* **Work to complete**
Of the lines in the data below, write out exactly those from the one holding "for col in 0..size" through the one holding "Symmetric by construction.", both included.
*** Source records ***
// Simulation service - wires the step loop to its collaborators
use crate::common::aggregate::AggregateRoot;
use crate::common::{ApplicationError, ApplicationResult, EventEnvelope, EventMetadata, EventStore};
use crate::domains::grid::world::{GridWorld, Scenario};
use crate::domains::logger::DynLogger;
use crate::domains::negotiation::ports::Negotiator;
use crate::domains::simulation::ports::AgentPolicy;
use crate::domains::simulation::projections::RunOutcome;
use crate::domains::simulation::simulator::{SimulatorSettings, StepSimulator};
use serde::Serialize;
use std::sync::Arc;
use tracing::info;

pub struct SimulationService {
    event_store: Arc<dyn EventStore>,
    policy: Arc<dyn AgentPolicy>,
    negotiator: Arc<dyn Negotiator>,
    logger: DynLogger,
}

impl SimulationService {
    pub fn new(
        event_store: Arc<dyn EventStore>,
        policy: Arc<dyn AgentPolicy>,
        negotiator: Arc<dyn Negotiator>,
        logger: DynLogger,
    ) -> Self {
        Self {
            event_store,
            policy,
            negotiator,
            logger,
        }
    }

    /// Run one full episode over the given scenario, persisting all
    /// emitted domain events under the run id.
    pub async fn run_scenario(
        &self,
        run_id: &str,
        scenario: &Scenario,
        settings: SimulatorSettings,
    ) -> ApplicationResult<RunOutcome> {
        let mut world = GridWorld::from_scenario(run_id.to_string(), scenario)?;
        let appended = self.publish(&mut world, "GridWorld", 0).await?;

        info!(run_id, agents = world.agents.len(), goals = world.goals.len(), "starting run");

        let mut simulator = StepSimulator::new(
            &world,
            self.policy.clone(),
            self.negotiator.clone(),
            settings,
        );
        let outcome = simulator.run(&mut world).await?;

        self.publish(&mut world, "GridWorld", appended).await?;
        for mut session in simulator.take_completed_sessions() {
            self.publish(&mut session, "NegotiationSession", 0).await?;
        }

        self.logger.info(&format!(
            "run {} finished: steps={} optimal={} collisions={} failed={}",
            run_id,
            outcome.metrics.steps,
            outcome.metrics.optimal,
            outcome.metrics.collisions,
            outcome.metrics.failed
        ));
        Ok(outcome)
    }

    /// Drain an aggregate's uncommitted events into the store. Returns
    /// the aggregate's new persisted event count for version tracking.
    async fn publish<T>(
        &self,
        aggregate: &mut T,
        aggregate_type: &str,
        already_appended: u64,
    ) -> ApplicationResult<u64>
    where
        T: AggregateRoot,
        T::Event: Serialize,
    {
        let events = aggregate.uncommitted_events();
        if events.is_empty() {
            return Ok(already_appended);
        }

        let metadata = EventMetadata {
            correlation_id: None,
            causation_id: None,
            source: "simulation-service".to_string(),
        };
        let mut envelopes = Vec::with_capacity(events.len());
        for event in events {
            let envelope = EventEnvelope::new(event, aggregate_type, metadata.clone())
                .map_err(|e| ApplicationError::EventStore(e.to_string()))?;
            envelopes.push(envelope);
        }

        let count = envelopes.len() as u64;
        self.event_store
            .append_events(aggregate.aggregate_id(), already_appended, envelopes)
            .await
            .map_err(ApplicationError::EventStore)?;
        aggregate.mark_events_as_committed();
        Ok(already_appended + count)
    }
}
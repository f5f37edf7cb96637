use crate::domains::grid::types::{AgentId, Cell, GoalLabel};
use crate::domains::grid::world::GridWorld;
use petgraph::algo::dijkstra;
use petgraph::graph::{NodeIndex, UnGraph};
use std::collections::HashMap;

/// Sentinel distance for disconnected cell pairs. Maximal, so an
/// unreachable goal is never preferred over any reachable one.
pub const UNREACHABLE: u32 = u32::MAX;

/// Static-obstacle distance oracle.
///
/// Built once per board from the fixed obstacle set; other agents'
/// positions are deliberately invisible here. Treating a transient
/// occupant as an obstacle would route agents around cells that will be
/// free next step, which is exactly the conflation `GridWorld` keeps out
/// of its planning queries.
#[derive(Debug, Clone)]
pub struct DistanceOracle {
    graph: UnGraph<Cell, ()>,
    nodes: HashMap<Cell, NodeIndex>,
}

impl DistanceOracle {
    /// 4-connected free-cell graph over a `size`-by-`size` board.
    pub fn new(size: usize, obstacles: &std::collections::BTreeSet<Cell>) -> Self {
        let mut graph = UnGraph::new_undirected();
        let mut nodes = HashMap::new();

        for row in 0..size {
            for col in 0..size {
                let cell = Cell::new(row, col);
                if !obstacles.contains(&cell) {
                    nodes.insert(cell, graph.add_node(cell));
                }
            }
        }
        for (&cell, &idx) in &nodes {
            // Right and up neighbors only; the graph is undirected.
            let right = Cell::new(cell.row, cell.col + 1);
            let up = Cell::new(cell.row + 1, cell.col);
            for neighbor in [right, up] {
                if let Some(&other) = nodes.get(&neighbor) {
                    graph.add_edge(idx, other, ());
                }
            }
        }

        Self { graph, nodes }
    }

    pub fn for_world(world: &GridWorld) -> Self {
        Self::new(world.size, &world.obstacles)
    }

    /// Unit-cost shortest path length between two cells: 0 when equal,
    /// `UNREACHABLE` when disconnected or when either endpoint is an
    /// obstacle. Symmetric by construction.
    pub fn shortest_path_length(&self, from: Cell, to: Cell) -> u32 {
        if from == to {
            return 0;
        }
        let (Some(&start), Some(&target)) = (self.nodes.get(&from), self.nodes.get(&to)) else {
            return UNREACHABLE;
        };
        let costs = dijkstra(&self.graph, start, Some(target), |_| 1u32);
        costs.get(&target).copied().unwrap_or(UNREACHABLE)
    }

    /// Distances from one cell to every reachable cell, in one sweep.
    pub fn distances_from(&self, from: Cell) -> HashMap<Cell, u32> {
        let Some(&start) = self.nodes.get(&from) else {
            return HashMap::new();
        };
        dijkstra(&self.graph, start, None, |_| 1u32)
            .into_iter()
            .map(|(idx, dist)| (self.graph[idx], dist))
            .collect()
    }

    /// Agent-by-goal distance matrix over the world's active agents and
    /// unclaimed goals.
    pub fn distance_matrix(&self, world: &GridWorld) -> DistanceMatrix {
        let agents = world.active_agents();
        let goals = world.live_goals();
        let entries = agents
            .iter()
            .map(|(_, pos)| {
                let from_here = self.distances_from(*pos);
                goals
                    .iter()
                    .map(|(_, goal)| from_here.get(goal).copied().unwrap_or(UNREACHABLE))
                    .collect()
            })
            .collect();

        DistanceMatrix {
            agents: agents.into_iter().map(|(id, _)| id).collect(),
            goals: goals.into_iter().map(|(label, _)| label).collect(),
            entries,
        }
    }
}

/// Row-per-agent, column-per-goal distance table.
#[derive(Debug, Clone)]
pub struct DistanceMatrix {
    pub agents: Vec<AgentId>,
    pub goals: Vec<GoalLabel>,
    pub entries: Vec<Vec<u32>>,
}

impl DistanceMatrix {
    pub fn is_square(&self) -> bool {
        self.agents.len() == self.goals.len()
    }

    pub fn get(&self, agent: AgentId, goal: GoalLabel) -> Option<u32> {
        let row = self.agents.iter().position(|a| *a == agent)?;
        let col = self.goals.iter().position(|g| *g == goal)?;
        Some(self.entries[row][col])
    }
}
*** End of Source records ***
* **Solved exercise**
            for col in 0..size {
                let cell = Cell::new(row, col);
                if !obstacles.contains(&cell) {
                    nodes.insert(cell, graph.add_node(cell));
                }
            }
        }
        for (&cell, &idx) in &nodes {
            // Right and up neighbors only; the graph is undirected.
            let right = Cell::new(cell.row, cell.col + 1);
            let up = Cell::new(cell.row + 1, cell.col);
            for neighbor in [right, up] {
                if let Some(&other) = nodes.get(&neighbor) {
                    graph.add_edge(idx, other, ());
                }
            }
        }

        Self { graph, nodes }
    }

    pub fn for_world(world: &GridWorld) -> Self {
        Self::new(world.size, &world.obstacles)
    }

    /// Unit-cost shortest path length between two cells: 0 when equal,
    /// `UNREACHABLE` when disconnected or when either endpoint is an
    /// obstacle. Symmetric by construction.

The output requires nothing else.